Population (2004 census)
- • Total: 12,640
- Time zone: UTC+3 (AST)

= Muzayrib =

Muzayrib (مُزَيْرِيب, also spelled Mzerib, Mzeireb, Mzereeb, Mezereeb or al-Mezereeb) is a town in southern Syria, administratively part of the Daraa Governorate, located northwest of Daraa on the Jordan–Syria border. Nearby localities include al-Shaykh Saad and Nawa to the north, Da'el, Tafas and al-Shaykh Maskin to the northeast, and al-Yadudah to the southeast. According to the Syria Central Bureau of Statistics, Muzayrib had a population of 12,640 in the 2004 census. The town is also the administrative center of the Muzayrib nahiyah (subdistrict) consisting of nine villages with a combined population of 72,625. Muzayrib also has a community of Palestinian refugees.

==History==
Under the Ottomans, the town, well known for its springs and bazaars, served as the first major resting place along the Hajj caravan route from Damascus to Mecca. Along with al-Shaykh Saad, Muzayrib served as the main administrative center for the region of Hauran. In the 16th century, a fort was built in the town on the orders of Ottoman Sultan, Selim I. Its builder was a certain Hatim Tay. The fort had a bent gateway, unlike other Hajj forts which had straight entrances, and was built from locally quarried basaltic rock. Strategically located in the hinterland of Damascus, the fort at Muzayrib was the most solid demonstration of Ottoman power over Damascus, which experienced several revolts, including by the inhabitants or the local Janissary corps. Thus, the provincial leadership of Damascus stringently controlled Muzayrib. Because of its important role in the Hajj route, large quantities of dry cakes were stored in the fort to provide for pilgrims who were dependent on the cakes for sustenance during their traversal of the desert or to supply the inhabitants of Damascus in case of a shortage. The fort also served as a place where the Damascus authorities collected taxes from pilgrims and where the amir al-hajj (Hajj caravan commander) distributed money to Bedouin tribal chiefs to dissuade them from attacking the Hajj pilgrims.

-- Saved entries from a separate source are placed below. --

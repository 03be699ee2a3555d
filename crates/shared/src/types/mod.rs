//! Common types used across the application.

pub mod currency;
pub mod id;

pub use currency::CurrencyCode;
pub use id::*;
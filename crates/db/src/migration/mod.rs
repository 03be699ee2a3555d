//! Database migrations.
//!
//! Migrations are managed using sea-orm-migration.

pub use sea_orm_migration::prelude::*;

mod m20250601_000001_initial;

/// Migrator for running database migrations.
pub struct Migrator;

#[async_trait::async_trait]
impl MigratorTrait for Migrator {
    fn migrations() -> Vec<Box<dyn MigrationTrait>> {
        vec![Box::new(m20250601_000001_initial::Migration)]
    }
}
//! Storage seams used by the expense assembler.

use async_trait::async_trait;
use tally_shared::types::{CategoryId, ExpenseId, UserId};

use super::types::{Category, Expense};
use crate::error::StoreError;

/// Expense persistence.
#[async_trait]
pub trait ExpenseStore: Send + Sync {
    /// Inserts an expense and returns it as stored.
    async fn insert(&self, expense: &Expense) -> Result<Expense, StoreError>;

    /// Loads an expense by id.
    async fn find_by_id(&self, id: ExpenseId) -> Result<Option<Expense>, StoreError>;
}

/// Category lookup.
#[async_trait]
pub trait CategoryStore: Send + Sync {
    /// All categories owned by `user_id`, oldest first.
    async fn list_for_user(&self, user_id: &UserId) -> Result<Vec<Category>, StoreError>;

    /// One category by id.
    async fn find_by_id(&self, id: CategoryId) -> Result<Option<Category>, StoreError>;

    /// Inserts a category.
    async fn insert(&self, category: &Category) -> Result<Category, StoreError>;
}

/// Per-user settings.
#[async_trait]
pub trait UserPreferenceStore: Send + Sync {
    /// The user's preferred home currency, if set.
    async fn home_currency(&self, user_id: &UserId) -> Result<Option<String>, StoreError>;
}
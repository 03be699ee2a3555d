//! User preference repository.

use async_trait::async_trait;
use chrono::Utc;
use sea_orm::sea_query::OnConflict;
use sea_orm::{DatabaseConnection, EntityTrait, Set};
use tally_core::StoreError;
use tally_core::expense::UserPreferenceStore;
use tally_shared::types::UserId;

use crate::entities::user_preferences;
use crate::error::store_error;

/// Per-user settings backed by the `user_preferences` table.
#[derive(Debug, Clone)]
pub struct UserPreferenceRepository {
    db: DatabaseConnection,
}

impl UserPreferenceRepository {
    /// Creates a new preference repository.
    #[must_use]
    pub const fn new(db: DatabaseConnection) -> Self {
        Self { db }
    }

    /// Sets or clears the user's home currency, creating the row if needed.
    ///
    /// # Errors
    ///
    /// Returns an error if the upsert fails.
    pub async fn set_home_currency(
        &self,
        user_id: &UserId,
        home_currency: Option<&str>,
    ) -> Result<(), StoreError> {
        let row = user_preferences::ActiveModel {
            user_id: Set(user_id.as_str().to_string()),
            home_currency: Set(home_currency.map(|c| c.trim().to_ascii_uppercase())),
            updated_at: Set(Utc::now().into()),
        };

        user_preferences::Entity::insert(row)
            .on_conflict(
                OnConflict::column(user_preferences::Column::UserId)
                    .update_columns([
                        user_preferences::Column::HomeCurrency,
                        user_preferences::Column::UpdatedAt,
                    ])
                    .to_owned(),
            )
            .exec(&self.db)
            .await
            .map_err(store_error)?;
        Ok(())
    }
}

#[async_trait]
impl UserPreferenceStore for UserPreferenceRepository {
    async fn home_currency(&self, user_id: &UserId) -> Result<Option<String>, StoreError> {
        let model = user_preferences::Entity::find_by_id(user_id.as_str().to_string())
            .one(&self.db)
            .await
            .map_err(store_error)?;
        Ok(model
            .and_then(|m| m.home_currency)
            .filter(|c| !c.trim().is_empty()))
    }
}
//! Core business logic for Tally.
//!
//! This crate contains the expense-ingestion pipeline with ZERO web or database
//! dependencies. Storage and external providers are reached through traits that
//! the `tally-db` and `tally-providers` crates implement.
//!
//! # Modules
//!
//! - `parsing` - Free text to expense candidates, relative date resolution
//! - `currency` - Exchange rate cache-then-fetch chain and conversion
//! - `expense` - Assembling candidates into persisted expenses
//! - `pricing` - Versioned AI price ledger and its sync job
//! - `cost` - AI usage cost metering on a detached worker
//! - `ai` - AI backend seam shared by parsing and categorization

pub mod ai;
pub mod cost;
pub mod currency;
pub mod error;
pub mod expense;
pub mod parsing;
pub mod pricing;

#[cfg(test)]
pub(crate) mod testing;

pub use error::{ProviderError, StoreError};
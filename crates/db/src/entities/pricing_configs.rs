//! `SeaORM` Entity for pricing_configs table.

use sea_orm::entity::prelude::*;
use serde::{Deserialize, Serialize};

#[derive(Clone, Debug, PartialEq, DeriveEntityModel, Eq, Serialize, Deserialize)]
#[sea_orm(table_name = "pricing_configs")]
pub struct Model {
    #[sea_orm(primary_key, auto_increment = false)]
    pub id: Uuid,
    pub provider: String,
    pub model: String,
    pub input_token_price: Decimal,
    pub output_token_price: Decimal,
    pub currency: String,
    pub effective_date: DateTimeWithTimeZone,
    pub is_active: bool,
    pub created_at: DateTimeWithTimeZone,
    pub updated_at: DateTimeWithTimeZone,
}

#[derive(Copy, Clone, Debug, EnumIter, DeriveRelation)]
pub enum Relation {}

impl ActiveModelBehavior for ActiveModel {}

Instead of local Janissaries, imperial Ottoman troops were stationed at the fort of Muzayrib. By 1672, the fort had an 80-man imperial garrison, a 300-man force of irregulars commanded by a local military official. It was also the residence of the qadi (Islamic head judge) of Hauran. At the time, the fort contained a mosque, small bathhouse and storage rooms containing government and merchant goods. Between 1517 and 1757, the Hajj caravan at Muzayrib was attacked five times by nomadic Bedouins. In 1770, the rebel Egyptian army of Ali Bey al-Kabir led by Ismail Bey and an allied force led by Zahir al-Umar, the Arab ruler of the Galilee, stopped at Muzayrib on their way to capture Damascus. When they reached Muzayrib to face off with Governor Uthman Pasha, Ismail Bey decided to retreat because the encounter coincided with the arrival of the Hajj caravan in the town. Zahir al-Umar unsuccessfully protested the move and the rebel armies withdrew.

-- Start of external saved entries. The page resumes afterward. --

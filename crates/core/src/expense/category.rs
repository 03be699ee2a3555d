//! Category suggestion matching.

use super::types::Category;

/// Picks the user category that a suggested name refers to.
pub trait CategoryResolver: Send + Sync {
    /// Returns the matching category, if any.
    fn resolve<'a>(&self, suggestion: &str, categories: &'a [Category]) -> Option<&'a Category>;
}

/// Exact name match; the first category in list order wins.
///
/// Surrounding whitespace in the suggestion is ignored. Case is not.
#[derive(Debug, Clone, Copy, Default)]
pub struct ExactNameResolver;

impl CategoryResolver for ExactNameResolver {
    fn resolve<'a>(&self, suggestion: &str, categories: &'a [Category]) -> Option<&'a Category> {
        let suggestion = suggestion.trim();
        categories.iter().find(|category| category.name == suggestion)
    }
}
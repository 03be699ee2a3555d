//! Exchange rate types.

use chrono::NaiveDate;
use rust_decimal::Decimal;
use serde::{Deserialize, Serialize};
use tally_shared::types::CurrencyCode;

/// Exchange rate between two currencies on a given day.
///
/// Rows are immutable: a later fetch for the same pair and day is stored as a
/// new row, and the newest insert wins on lookup.
#[derive(Debug, Clone, PartialEq, Eq, Serialize, Deserialize)]
pub struct ExchangeRate {
    /// Base currency code.
    pub base_currency: String,
    /// Target currency code.
    pub target_currency: String,
    /// 1 `base_currency` = `rate` `target_currency`.
    pub rate: Decimal,
    /// Day the rate is effective.
    pub rate_date: NaiveDate,
}

impl ExchangeRate {
    /// Creates a new exchange rate, normalizing both codes to upper case.
    #[must_use]
    pub fn new(base_currency: &str, target_currency: &str, rate: Decimal, rate_date: NaiveDate) -> Self {
        Self {
            base_currency: CurrencyCode::normalize(base_currency),
            target_currency: CurrencyCode::normalize(target_currency),
            rate,
            rate_date,
        }
    }

    /// True for the pair `base -> target`, ignoring case.
    #[must_use]
    pub fn is_pair(&self, base: &str, target: &str) -> bool {
        CurrencyCode::same(&self.base_currency, base)
            && CurrencyCode::same(&self.target_currency, target)
    }

    /// Rates must be strictly positive to be stored or used.
    #[must_use]
    pub fn is_usable(&self) -> bool {
        self.rate > Decimal::ZERO
    }
}

#[cfg(test)]
mod tests {
    use super::*;
    use rust_decimal_macros::dec;

    #[test]
    fn test_new_normalizes_codes() {
        let date = NaiveDate::from_ymd_opt(2025, 1, 2).unwrap();
        let rate = ExchangeRate::new("usd", " twd", dec!(31.5), date);
        assert_eq!(rate.base_currency, "USD");
        assert_eq!(rate.target_currency, "TWD");
        assert!(rate.is_pair("Usd", "twd"));
        assert!(rate.is_pair(" usd ", "TWD\n"));
        assert!(!rate.is_pair("TWD", "USD"));
    }

    #[test]
    fn test_non_positive_rates_are_unusable() {
        let date = NaiveDate::from_ymd_opt(2025, 1, 2).unwrap();
        assert!(ExchangeRate::new("USD", "TWD", dec!(31.5), date).is_usable());
        assert!(!ExchangeRate::new("USD", "TWD", Decimal::ZERO, date).is_usable());
        assert!(!ExchangeRate::new("USD", "TWD", dec!(-1), date).is_usable());
    }
}
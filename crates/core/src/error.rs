//! Error types shared by the storage and provider seams.

use thiserror::Error;

/// Failure reported by a repository implementation.
#[derive(Debug, Clone, Error)]
pub enum StoreError {
    /// The record does not exist.
    #[error("Record not found: {0}")]
    NotFound(String),

    /// The write lost a race with a concurrent writer.
    #[error("Conflict: {0}")]
    Conflict(String),

    /// Underlying database failure.
    #[error("Database error: {0}")]
    Database(String),
}

/// Failure reported by an external data provider (FX rates, pricing feed).
#[derive(Debug, Clone, Error)]
pub enum ProviderError {
    /// The request could not be sent or timed out.
    #[error("Request failed: {0}")]
    Request(String),

    /// The provider answered with a non-success status.
    #[error("Provider returned status {status}: {message}")]
    Status {
        /// HTTP status code.
        status: u16,
        /// Response body or provider error message.
        message: String,
    },

    /// The response could not be understood.
    #[error("Invalid response: {0}")]
    InvalidResponse(String),
}

impl From<StoreError> for tally_shared::AppError {
    fn from(err: StoreError) -> Self {
        match err {
            StoreError::NotFound(msg) => Self::NotFound(msg),
            StoreError::Conflict(msg) => Self::Conflict(msg),
            StoreError::Database(msg) => Self::Database(msg),
        }
    }
}

impl From<ProviderError> for tally_shared::AppError {
    fn from(err: ProviderError) -> Self {
        Self::ExternalService(err.to_string())
    }
}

In 1838 Eli Smith noted that the place was located west of the Hajj road, and that it was populated with Sunni Muslims. In the 19th century, the fort at Muzayrib contained large warehouses, minor dwellings and a small mosque. A spring located to the northeast emptied into a pond containing abundant fish. Ruins were situated along the western banks of the spring. Hajj pilgrims who came to Muzayrib, which was still the main resting place of the caravan route, remained in the town for several days, and during each Hajj a large open market was held. An observer remarked at the end of the century that the place would have been blossoming, had it not been for its marshy and fever-producing surroundings.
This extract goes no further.